Back in the day [really it was less than 10 years ago] I spent a lot of time talking about and helping The Marin Foundation. A question I’ve been asking myself lately is, “What can I take from that experience to apply to what’s happening in our country today?”
Elevating the Conversation
Rooted in the philosophy of The Marin Foundation, which existed in a place and time when the tension between the LGBTQ & evangelical communities was at a peak, was the idea that change would come if they could help elevate the conversation.
They found that people with firmly held positions were not actually talking, when it was it would break down into position statements and posturing, and it was not just unproductive, it was hurtful.
The brilliance of this was that as they sought to elevate the conversation the could help move people to the ultimate goal of divided people seeing one another as fully human, sometimes for the very first time.

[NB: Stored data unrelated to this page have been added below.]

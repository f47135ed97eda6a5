//! Language table: maps file extensions to comment syntax.
//!
//! Descriptors are plain data. The regexes built from them are compiled at
//! most once per table entry, the first time a file of that language is
//! scanned, and shared read-only afterwards.

mod builtin;

use std::sync::{LazyLock, OnceLock};

use hashbrown::HashMap;
use lines_shared_kernel::{LinesError, Result};
use regex::Regex;

pub use builtin::BUILTIN_LANGUAGES;

/// Static description of one language's comment syntax.
///
/// Patterns are regex sources; `None` means the language has no such
/// comment form. Block comments exist only when both block patterns do.
#[derive(Debug, Clone, Copy, PartialEq, Eq)]
pub struct Language {
    pub name: &'static str,
    /// Lower-case extensions including the leading dot.
    pub extensions: &'static [&'static str],
    pub line_comment: Option<&'static str>,
    pub block_start: Option<&'static str>,
    pub block_end: Option<&'static str>,
}

/// Compiled form of a [`Language`]'s patterns.
#[derive(Debug)]
pub struct CompiledPatterns {
    pub line_comment: Option<Regex>,
    pub block: Option<BlockPatterns>,
}

#[derive(Debug)]
pub struct BlockPatterns {
    pub start: Regex,
    pub end: Regex,
}

impl CompiledPatterns {
    /// Compiles every pattern of `language`.
    ///
    /// # Errors
    /// Returns [`LinesError::LanguagePattern`] naming the first pattern that
    /// does not compile.
    pub fn compile(language: &Language) -> Result<Self> {
        let compile = |source: &str| {
            Regex::new(source).map_err(|e| LinesError::LanguagePattern {
                language: language.name.to_string(),
                pattern: source.to_string(),
                details: e.to_string(),
            })
        };

        let line_comment = non_empty(language.line_comment).map(compile).transpose()?;
        let block = match (non_empty(language.block_start), non_empty(language.block_end)) {
            (Some(start), Some(end)) => Some(BlockPatterns {
                start: compile(start)?,
                end: compile(end)?,
            }),
            _ => None,
        };

        Ok(Self { line_comment, block })
    }
}

fn non_empty(pattern: Option<&'static str>) -> Option<&'static str> {
    pattern.filter(|p| !p.is_empty())
}

#[derive(Debug, Clone)]
struct PatternFailure {
    pattern: String,
    details: String,
}

/// A table row: the descriptor plus its lazily compiled patterns.
#[derive(Debug)]
pub struct LanguageEntry {
    language: Language,
    compiled: OnceLock<std::result::Result<CompiledPatterns, PatternFailure>>,
}

impl LanguageEntry {
    const fn new(language: Language) -> Self {
        Self {
            language,
            compiled: OnceLock::new(),
        }
    }

    pub const fn language(&self) -> &Language {
        &self.language
    }

    pub const fn name(&self) -> &'static str {
        self.language.name
    }

    /// Compiled patterns, built on first call.
    ///
    /// A compile failure is remembered, so every later file of the same
    /// language reports the same error without recompiling.
    ///
    /// # Errors
    /// Returns [`LinesError::LanguagePattern`] when a pattern is malformed.
    pub fn patterns(&self) -> Result<&CompiledPatterns> {
        let compiled = self.compiled.get_or_init(|| {
            CompiledPatterns::compile(&self.language).map_err(|e| match e {
                LinesError::LanguagePattern { pattern, details, .. } => PatternFailure { pattern, details },
                other => PatternFailure {
                    pattern: String::new(),
                    details: other.to_string(),
                },
            })
        });

        compiled.as_ref().map_err(|failure| LinesError::LanguagePattern {
            language: self.language.name.to_string(),
            pattern: failure.pattern.clone(),
            details: failure.details.clone(),
        })
    }
}

/// Extension-keyed lookup over a set of languages.
#[derive(Debug)]
pub struct LanguageTable {
    entries: Vec<LanguageEntry>,
    by_extension: HashMap<&'static str, usize>,
}

static BUILTIN: LazyLock<LanguageTable> = LazyLock::new(|| LanguageTable::from_languages(BUILTIN_LANGUAGES));

impl LanguageTable {
    /// The process-wide built-in table.
    pub fn builtin() -> &'static Self {
        &BUILTIN
    }

    /// Builds a table from caller-supplied descriptors.
    ///
    /// When two descriptors claim the same extension the first one wins.
    pub fn from_languages(languages: &[Language]) -> Self {
        let mut entries = Vec::with_capacity(languages.len());
        let mut by_extension = HashMap::new();

        for language in languages {
            let idx = entries.len();
            for ext in language.extensions {
                by_extension.entry(*ext).or_insert(idx);
            }
            entries.push(LanguageEntry::new(*language));
        }

        Self { entries, by_extension }
    }

    /// Looks up a lower-cased extension with its leading dot, e.g. `".go"`.
    pub fn lookup(&self, extension: &str) -> Option<&LanguageEntry> {
        self.by_extension.get(extension).map(|&idx| &self.entries[idx])
    }

    /// Resolves the language of a file from its base name.
    pub fn for_file_name(&self, file_name: &str) -> Option<&LanguageEntry> {
        extension_of(file_name).and_then(|ext| self.lookup(&ext))
    }

    pub fn languages(&self) -> impl Iterator<Item = &Language> {
        self.entries.iter().map(LanguageEntry::language)
    }
}

/// Substring from the last `.` of `file_name` to its end, lower-cased.
pub fn extension_of(file_name: &str) -> Option<String> {
    file_name.rfind('.').map(|idx| file_name[idx..].to_lowercase())
}
//! `explore`: list the pokemon found in a location area

use async_trait::async_trait;
use std::io::Write;

use super::{Command, CommandContext, CommandError, Flow};
use crate::data::ApiError;

pub struct ExploreCommand;

#[async_trait]
impl Command for ExploreCommand {
    fn name(&self) -> &'static str {
        "explore"
    }

    fn description(&self) -> &'static str {
        "Lists the pokemon in a location area. Usage: explore <location_area>"
    }

    fn usage(&self) -> &'static str {
        "explore <location_area>"
    }

    async fn execute(&self, ctx: &mut CommandContext<'_>) -> Result<Flow, CommandError> {
        let area_name = ctx.required_arg(self.usage())?;
        writeln!(ctx.out, "Exploring {}...", area_name)?;

        let area = match ctx.app.client.get_location_area(area_name).await {
            Ok(area) => area,
            Err(ApiError::NotFound { .. }) => {
                writeln!(ctx.out, "{} is not a known location area", area_name)?;
                return Ok(Flow::Continue);
            }
            Err(e) => return Err(e.into()),
        };

        writeln!(ctx.out, "Found Pokemon:")?;
        for encounter in &area.pokemon_encounters {
            writeln!(ctx.out, " - {}", encounter.pokemon.name)?;
        }
        Ok(Flow::Continue)
    }
}
//! `help` and `exit`

use async_trait::async_trait;
use std::io::Write;

use super::{Command, CommandContext, CommandError, Flow};

/// Lists every registered command
pub struct HelpCommand;

#[async_trait]
impl Command for HelpCommand {
    fn name(&self) -> &'static str {
        "help"
    }

    fn description(&self) -> &'static str {
        "Displays a help message"
    }

    async fn execute(&self, ctx: &mut CommandContext<'_>) -> Result<Flow, CommandError> {
        let registry = ctx.registry;
        writeln!(ctx.out, "Welcome to the Pokedex!")?;
        writeln!(ctx.out, "Usage:")?;
        writeln!(ctx.out)?;
        for command in registry.iter() {
            writeln!(ctx.out, "{}: {}", command.name(), command.description())?;
        }
        Ok(Flow::Continue)
    }
}

/// Ends the session
pub struct ExitCommand;

#[async_trait]
impl Command for ExitCommand {
    fn name(&self) -> &'static str {
        "exit"
    }

    fn description(&self) -> &'static str {
        "Exit the Pokedex"
    }

    async fn execute(&self, ctx: &mut CommandContext<'_>) -> Result<Flow, CommandError> {
        writeln!(ctx.out, "Closing the Pokedex... Goodbye!")?;
        Ok(Flow::Exit)
    }
}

It wasn’t about setting aside differences or changing the subject, pretending differences weren’t there or unimportant, it was about learning to love one another as humans first, getting to know “the other”, seeing people as whole and not “them”, and then from that place of humanity working back into a posture of, “Since we’re both dearly loved humans how can we move forward?” “What can change in me for us to love one another?”
Divided States of America
Travel around and you’ll see we are no longer the United States of America as there’s nothing united about us. These Divided States of America need a new flag, not with stripes but hashtags. Social media profits by dividing us with algorithms, many are left posturing like prized cocks in the barnyard, we look past one another’s personhood to concentrate solely on what separates us instead of focusing on the values which unite us. Everyone seems to see everyone else as separate and unequal. Everyone seems hurt. Everyone a victim. Everyone on edge. Everyone talking about their anxiety.
It’s pathetic. And we all know it. The media profits from it. So do the politicians. To them, it seems, it’s all a big game and they laugh all the way to the bank on our suffering.
To you and me its heartburn and heartache. We want something better for us. We need something better for our children.
And, unlike seemingly everyone else, I believe you and I can do something about it. I see a lot of people sitting on their hands, waiting for someone else to do something. But this our moment. This is something you and I can do.
Elevating is Not Ignoring
So here’s the pushback against my desire to elevate the conversation: It could be said that asking people to look past what divides us is really just ignoring differences which really do exist.
And, I’ll concede, maybe there’s a sliver of that in there? But, maybe just for a moment there’s value in setting aside our differences simply to get to know one another as human beings? Maybe, just maybe, there’s more importance to us to be known than to be right? And may, just maybe, in order to see the change so many of us long for we need to be impatient for that change yet humble enough to recognize that the tip of our spear is not as useful as the crack of a smile?
I’ve seen that elevating the conversation helps divided people establish a relationship. It gives us space to stop talking past one another, to actually get to know one another, and then from that place of a genuine relationship we try to move forward.
There’s something beautiful about being able to say, “This person is my friend” without the qualification of the more popular cop out version, “We might disagree on a lot of things but we are friends anyway.”
Relationships bond us. They give us the space to know, and yes– to change.
But without relationship we have nothing. More algorithms. More division. And, as an elderly neighbor who stopped in front of my house to chat wondered out loud recently: Doesn’t this all end in bloodshed?
I hope not. I really do. But that’s where this is headed.
Neighbors First
As a Christian I’ve been taught to love my neighbor as myself. If I don’t love my neighbor I don’t love myself. To love my neighbor is to love myself.
This principle upsets the algorithms. It’s anti-Tribalism. It flies in the face of everything contemporary culture says we should be doing.
It says, don’t make friends with people just like you. Make friends with the people who live on your block. Yes, even that one.
Loving your neighbors dulls tribalism. It makes you a better person. It makes everything better.
So that’s my sermon to myself this morning: Elevate the conversation. See people. Know people. Unite.